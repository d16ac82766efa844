use num_complex::Complex64;
use sprs::CsMat;

use crate::bus_types::{bus_types, set_bus_types};
use crate::case::Case;
use crate::dc::{dc_pf, make_b_dc};
use crate::error::Result;
use crate::math::mul_vec;
use crate::network::Network;
use crate::newton::{newtonpf, LogProgress};
use crate::order::ext2int;
use crate::parameters::{Parameters, VoltageInitMode};
use crate::results::{
    BranchFlow, BusState, ComponentResult, ComponentStatus, InjectionState, LoadFlowResult,
};
use crate::sbus::make_sbus;
use crate::slack::distribute;
use crate::traits::{LinearSolver, SparseLU};
use crate::ybus::make_ybus;

/// Runs an AC or a DC load flow, as selected by `params.dc`.
pub fn run(network: &Network, params: &Parameters) -> Result<LoadFlowResult> {
    runpf(network, params, params.dc, &SparseLU)
}

/// Runs an AC Newton-Raphson load flow on every connected component.
pub fn run_ac(network: &Network, params: &Parameters) -> Result<LoadFlowResult> {
    runpf(network, params, false, &SparseLU)
}

/// Runs a DC load flow on every connected component.
pub fn run_dc(network: &Network, params: &Parameters) -> Result<LoadFlowResult> {
    runpf(network, params, true, &SparseLU)
}

/// Runs a load flow with the given linear solver.
///
/// Only invalid parameters are an error. Each component is solved on its
/// own and its outcome is reported through its [`ComponentStatus`].
pub fn runpf(
    network: &Network,
    params: &Parameters,
    dc: bool,
    lin_solver: &dyn LinearSolver,
) -> Result<LoadFlowResult> {
    params.validate()?;

    let mut result = LoadFlowResult::default();
    for mut case in ext2int(network) {
        let comp = if dc {
            solve_dc(network, &mut case, params, lin_solver, &mut result)
        } else {
            solve_ac(network, &mut case, params, lin_solver, &mut result)
        };
        match comp.status {
            ComponentStatus::Converged => log::info!(
                "{} load flow of component {} converged in {} iterations",
                if dc { "DC" } else { "AC" },
                comp.component_num,
                comp.iteration_count
            ),
            ComponentStatus::NoCalculation => log::info!(
                "component {} has no generator able to hold the reference",
                comp.component_num
            ),
            status => log::warn!(
                "{} load flow of component {}: {:?}",
                if dc { "DC" } else { "AC" },
                comp.component_num,
                status
            ),
        }
        result.components.push(comp);
    }
    Ok(result)
}

fn slack_bus_id(network: &Network, case: &Case, slack: usize) -> Option<String> {
    case.order.bus_i2e[slack]
        .first()
        .map(|&k| network.buses[k].id.clone())
}

fn solve_ac(
    network: &Network,
    case: &mut Case,
    params: &Parameters,
    lin_solver: &dyn LinearSolver,
    out: &mut LoadFlowResult,
) -> ComponentResult {
    let mut res = ComponentResult::new(case.component_num, ComponentStatus::NoCalculation);
    if !set_bus_types(case, network, &params.slack_bus_selection, false) {
        return res;
    }
    let (ref_, pv, pq) = bus_types(&case.bus, &case.gen, false);
    let slack = ref_[0];
    res.slack_bus_id = slack_bus_id(network, case, slack);
    let base_mva = case.base_mva;

    // build admittance matrices
    let (y_bus, y_f, y_t) = make_ybus(base_mva, &case.bus, &case.branch);

    let mut v = initial_voltages(case, params, &ref_, lin_solver);
    let mut pg: Vec<f64> = case.gen.iter().map(|g| g.pg).collect();
    let progress = LogProgress {
        component_num: case.component_num,
    };

    let mut status = ComponentStatus::MaxIterationReached;
    for _ in 0..params.max_outer_iterations {
        let s_bus = make_sbus(base_mva, &case.bus, &case.gen, Some(&pg));

        let sol = match newtonpf(
            &y_bus,
            &s_bus,
            &v,
            &pv,
            &pq,
            lin_solver,
            params.convergence_tolerance,
            params.max_iterations,
            Some(&progress),
        ) {
            Ok(sol) => sol,
            Err(err) => {
                log::warn!("component {}: {}", case.component_num, err);
                status = ComponentStatus::SolverFailed;
                break;
            }
        };
        res.iteration_count += sol.iterations;
        v = sol.v;
        if !sol.converged {
            status = ComponentStatus::MaxIterationReached;
            break;
        }

        let mismatch = slack_mismatch(&y_bus, &v, &s_bus, slack) * base_mva;
        res.slack_bus_active_power_mismatch = mismatch;
        if !params.distributed_slack || mismatch.abs() < params.slack_bus_p_max_mismatch {
            status = ComponentStatus::Converged;
            break;
        }

        let remaining = distribute(&mut pg, &case.gen, params.balance_type, mismatch);
        res.distributed_active_power += mismatch - remaining;
        log::debug!(
            "component {}: distributed {} MW of slack bus mismatch",
            case.component_num,
            mismatch - remaining
        );
        if remaining.abs() >= params.slack_bus_p_max_mismatch {
            log::warn!(
                "component {}: {} MW of slack bus mismatch cannot be distributed",
                case.component_num,
                remaining
            );
            status = ComponentStatus::Failed;
            break;
        }
    }
    res.status = status;

    if status == ComponentStatus::Converged {
        pfsoln(network, case, &y_bus, &y_f, &y_t, &v, &pg, slack, out);
    }
    res
}

/// Active power injected at the slack bus by the network, minus the
/// specified injection (p.u.).
fn slack_mismatch(
    y_bus: &CsMat<Complex64>,
    v: &[Complex64],
    s_bus: &[Complex64],
    slack: usize,
) -> f64 {
    let i_bus = mul_vec(y_bus, v);
    (v[slack] * i_bus[slack].conj()).re - s_bus[slack].re
}

fn initial_voltages(
    case: &Case,
    params: &Parameters,
    ref_: &[usize],
    lin_solver: &dyn LinearSolver,
) -> Vec<Complex64> {
    let nb = case.bus.len();
    let (vm, va): (Vec<f64>, Vec<f64>) = match params.voltage_init_mode {
        VoltageInitMode::UniformValues => (vec![1.0; nb], vec![0.0; nb]),
        VoltageInitMode::PreviousValues => case
            .bus
            .iter()
            .map(|b| {
                if b.vm.is_finite() && b.vm > 0.0 && b.va.is_finite() {
                    (b.vm, b.va.to_radians())
                } else {
                    (1.0, 0.0)
                }
            })
            .unzip(),
        VoltageInitMode::DcValues => {
            let va = dc_angles(case, params, ref_, lin_solver).unwrap_or_else(|err| {
                log::warn!(
                    "component {}: DC initialization failed: {}",
                    case.component_num,
                    err
                );
                vec![0.0; nb]
            });
            (vec![1.0; nb], va)
        }
    };

    let mut v: Vec<Complex64> = vm
        .iter()
        .zip(&va)
        .map(|(&m, &a)| Complex64::from_polar(m, a))
        .collect();

    // make sure we use generator setpoint voltage for PV and slack buses
    for g in case.gen.iter().filter(|g| g.regulating) {
        let b = &case.bus[g.bus];
        if b.is_pv() || b.is_ref() {
            v[g.bus] = v[g.bus] * (g.vg / v[g.bus].norm());
        }
    }
    v
}

/// Voltage angles (radians) of a DC load flow with the AC reference bus.
fn dc_angles(
    case: &Case,
    params: &Parameters,
    ref_: &[usize],
    lin_solver: &dyn LinearSolver,
) -> std::result::Result<Vec<f64>, String> {
    let nb = case.bus.len();
    let (b_bus, _, pbusinj, _) = make_b_dc(nb, &case.branch, params.dc_use_transformer_ratio);
    let s_bus = make_sbus(case.base_mva, &case.bus, &case.gen, None);
    let p_bus: Vec<f64> = (0..nb)
        .map(|i| s_bus[i].re - pbusinj[i] - case.bus[i].gs / case.base_mva)
        .collect();
    let others: Vec<usize> = (0..nb).filter(|i| !ref_.contains(i)).collect();

    let (va, success) = dc_pf(&b_bus, &p_bus, &vec![0.0; nb], ref_, &[], &others, lin_solver)?;
    if !success {
        return Err("angles diverged".to_string());
    }
    Ok(va)
}

/// Current (A) through a terminal carrying `s_mva` at `v_kv`.
fn current(s_mva: f64, v_kv: f64) -> f64 {
    s_mva * 1000.0 / (3f64.sqrt() * v_kv)
}

/// Updates generator outputs, branch flows and bus voltages from a
/// converged AC solution.
#[allow(clippy::too_many_arguments)]
fn pfsoln(
    network: &Network,
    case: &Case,
    y_bus: &CsMat<Complex64>,
    y_f: &CsMat<Complex64>,
    y_t: &CsMat<Complex64>,
    v: &[Complex64],
    pg: &[f64],
    slack: usize,
    out: &mut LoadFlowResult,
) {
    let base_mva = case.base_mva;
    let nb = case.bus.len();

    let i_bus = mul_vec(y_bus, v);
    let s_calc: Vec<Complex64> = v
        .iter()
        .zip(&i_bus)
        .map(|(v, i)| v * i.conj() * base_mva)
        .collect();

    let mut gens_at = vec![Vec::new(); nb];
    for (k, g) in case.gen.iter().enumerate() {
        gens_at[g.bus].push(k);
    }

    let mut p = pg.to_vec();
    let mut q: Vec<f64> = case.gen.iter().map(|g| g.qg).collect();

    // reactive output of regulating generators, shared equally at each bus
    for (i, at) in gens_at.iter().enumerate() {
        let b = &case.bus[i];
        if !(b.is_pv() || b.is_ref()) {
            continue;
        }
        let (regulating, fixed): (Vec<usize>, Vec<usize>) =
            at.iter().partition(|&&k| case.gen[k].regulating);
        if regulating.is_empty() {
            continue;
        }
        let q_fixed: f64 = fixed.iter().map(|&k| case.gen[k].qg).sum();
        let q_share = (s_calc[i].im + b.qd - q_fixed) / regulating.len() as f64;
        for k in regulating {
            q[k] = q_share;
        }
    }

    // slack generator (1st regulating gen at ref bus) takes the rest of
    // the active power
    if let Some(&first) = gens_at[slack]
        .iter()
        .find(|&&k| case.gen[k].regulating)
    {
        let others: f64 = gens_at[slack]
            .iter()
            .filter(|&&k| k != first)
            .map(|&k| p[k])
            .sum();
        p[first] = s_calc[slack].re + case.bus[slack].pd - others;
    }

    for (k, &e) in case.order.gen_i2e.iter().enumerate() {
        out.generators.push(InjectionState {
            id: network.generators[e].id.clone(),
            index: e,
            p: p[k],
            q: Some(q[k]),
        });
    }
    push_loads(network, case, true, out);

    let i_f = mul_vec(y_f, v);
    let i_t = mul_vec(y_t, v);
    for (k, br) in case.branch.iter().enumerate() {
        let (f, t) = (br.f_bus, br.t_bus);
        let s_f = v[f] * i_f[k].conj() * base_mva;
        let s_t = v[t] * i_t[k].conj() * base_mva;
        let e = case.order.branch_i2e[k];
        out.branches.push(BranchFlow {
            id: network.branches[e].id.clone(),
            index: e,
            p1: s_f.re,
            q1: s_f.im,
            p2: s_t.re,
            q2: s_t.im,
            i1: current(s_f.norm(), v[f].norm() * case.bus[f].base_kv),
            i2: current(s_t.norm(), v[t].norm() * case.bus[t].base_kv),
        });
    }

    push_buses(network, case, v, out);
}

fn push_loads(network: &Network, case: &Case, reactive: bool, out: &mut LoadFlowResult) {
    for &(e, _) in &case.order.load_i2e {
        let l = &network.loads[e];
        out.loads.push(InjectionState {
            id: l.id.clone(),
            index: e,
            p: l.p0,
            q: if reactive { Some(l.q0) } else { None },
        });
    }
}

fn push_buses(network: &Network, case: &Case, v: &[Complex64], out: &mut LoadFlowResult) {
    for (i, buses) in case.order.bus_i2e.iter().enumerate() {
        for &e in buses {
            out.buses.push(BusState {
                id: network.buses[e].id.clone(),
                index: e,
                v_magnitude: v[i].norm(),
                v_angle: v[i].arg().to_degrees(),
            });
        }
    }
}

fn solve_dc(
    network: &Network,
    case: &mut Case,
    params: &Parameters,
    lin_solver: &dyn LinearSolver,
    out: &mut LoadFlowResult,
) -> ComponentResult {
    let mut res = ComponentResult::new(case.component_num, ComponentStatus::NoCalculation);
    if !set_bus_types(case, network, &params.slack_bus_selection, true) {
        return res;
    }
    let (ref_, pv, pq) = bus_types(&case.bus, &case.gen, true);
    let slack = ref_[0];
    res.slack_bus_id = slack_bus_id(network, case, slack);
    let base_mva = case.base_mva;
    let nb = case.bus.len();

    let mut pg: Vec<f64> = case.gen.iter().map(|g| g.pg).collect();
    if params.distributed_slack {
        let imbalance = case.bus.iter().map(|b| b.pd + b.gs).sum::<f64>() - pg.iter().sum::<f64>();
        let remaining = distribute(&mut pg, &case.gen, params.balance_type, imbalance);
        res.distributed_active_power = imbalance - remaining;
        if remaining.abs() >= params.slack_bus_p_max_mismatch {
            log::warn!(
                "component {}: {} MW of active power imbalance cannot be distributed",
                case.component_num,
                remaining
            );
            res.status = ComponentStatus::Failed;
            return res;
        }
    }

    // build B matrices and phase shift injections
    let (b_bus, b_f, pbusinj, pfinj) =
        make_b_dc(nb, &case.branch, params.dc_use_transformer_ratio);

    // compute complex bus power injections (generation - load)
    // adjusted for phase shifters and real shunts
    let s_bus = make_sbus(base_mva, &case.bus, &case.gen, Some(&pg));
    let p_bus: Vec<f64> = (0..nb)
        .map(|i| s_bus[i].re - pbusinj[i] - case.bus[i].gs / base_mva)
        .collect();
    let va0: Vec<f64> = case.bus.iter().map(|b| b.va.to_radians()).collect();

    // "run" the power flow
    let va = match dc_pf(&b_bus, &p_bus, &va0, &ref_, &pv, &pq, lin_solver) {
        Ok((va, true)) => va,
        Ok((_, false)) => {
            log::warn!("component {}: voltage angles diverged", case.component_num);
            res.status = ComponentStatus::SolverFailed;
            return res;
        }
        Err(err) => {
            log::warn!("component {}: {}", case.component_num, err);
            res.status = ComponentStatus::SolverFailed;
            return res;
        }
    };
    res.status = ComponentStatus::Converged;
    res.iteration_count = 1;

    // update Pg for slack generator (1st gen at ref bus)
    //      newPg = oldPg + newPinj - oldPinj
    let p_ref = mul_vec(&b_bus, &va)[slack];
    let mismatch = (p_ref - p_bus[slack]) * base_mva;
    res.slack_bus_active_power_mismatch = mismatch;
    if let Some(first) = case.gen.iter().position(|g| g.bus == slack) {
        pg[first] += mismatch;
    }

    for (k, &e) in case.order.gen_i2e.iter().enumerate() {
        out.generators.push(InjectionState {
            id: network.generators[e].id.clone(),
            index: e,
            p: pg[k],
            q: None,
        });
    }
    push_loads(network, case, false, out);

    let pf: Vec<f64> = mul_vec(&b_f, &va)
        .iter()
        .zip(&pfinj)
        .map(|(pf, pfinj)| (pf + pfinj) * base_mva)
        .collect();
    for (k, br) in case.branch.iter().enumerate() {
        let e = case.order.branch_i2e[k];
        out.branches.push(BranchFlow {
            id: network.branches[e].id.clone(),
            index: e,
            p1: pf[k],
            q1: 0.0,
            p2: -pf[k],
            q2: 0.0,
            i1: current(pf[k].abs(), case.bus[br.f_bus].base_kv),
            i2: current(pf[k].abs(), case.bus[br.t_bus].base_kv),
        });
    }

    let v: Vec<Complex64> = va.iter().map(|&a| Complex64::from_polar(1.0, a)).collect();
    push_buses(network, case, &v, out);

    res
}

....................

- YOUR GOAL
Search the listing for the string "regulating". Copy each line where it is found.

- SOLVED EXERCISE
    for g in case.gen.iter().filter(|g| g.regulating) {
    // reactive output of regulating generators, shared equally at each bus
        let (regulating, fixed): (Vec<usize>, Vec<usize>) =
            at.iter().partition(|&&k| case.gen[k].regulating);
        if regulating.is_empty() {
        let q_share = (s_calc[i].im + b.qd - q_fixed) / regulating.len() as f64;
        for k in regulating {
    // slack generator (1st regulating gen at ref bus) takes the rest of
        .find(|&&k| case.gen[k].regulating)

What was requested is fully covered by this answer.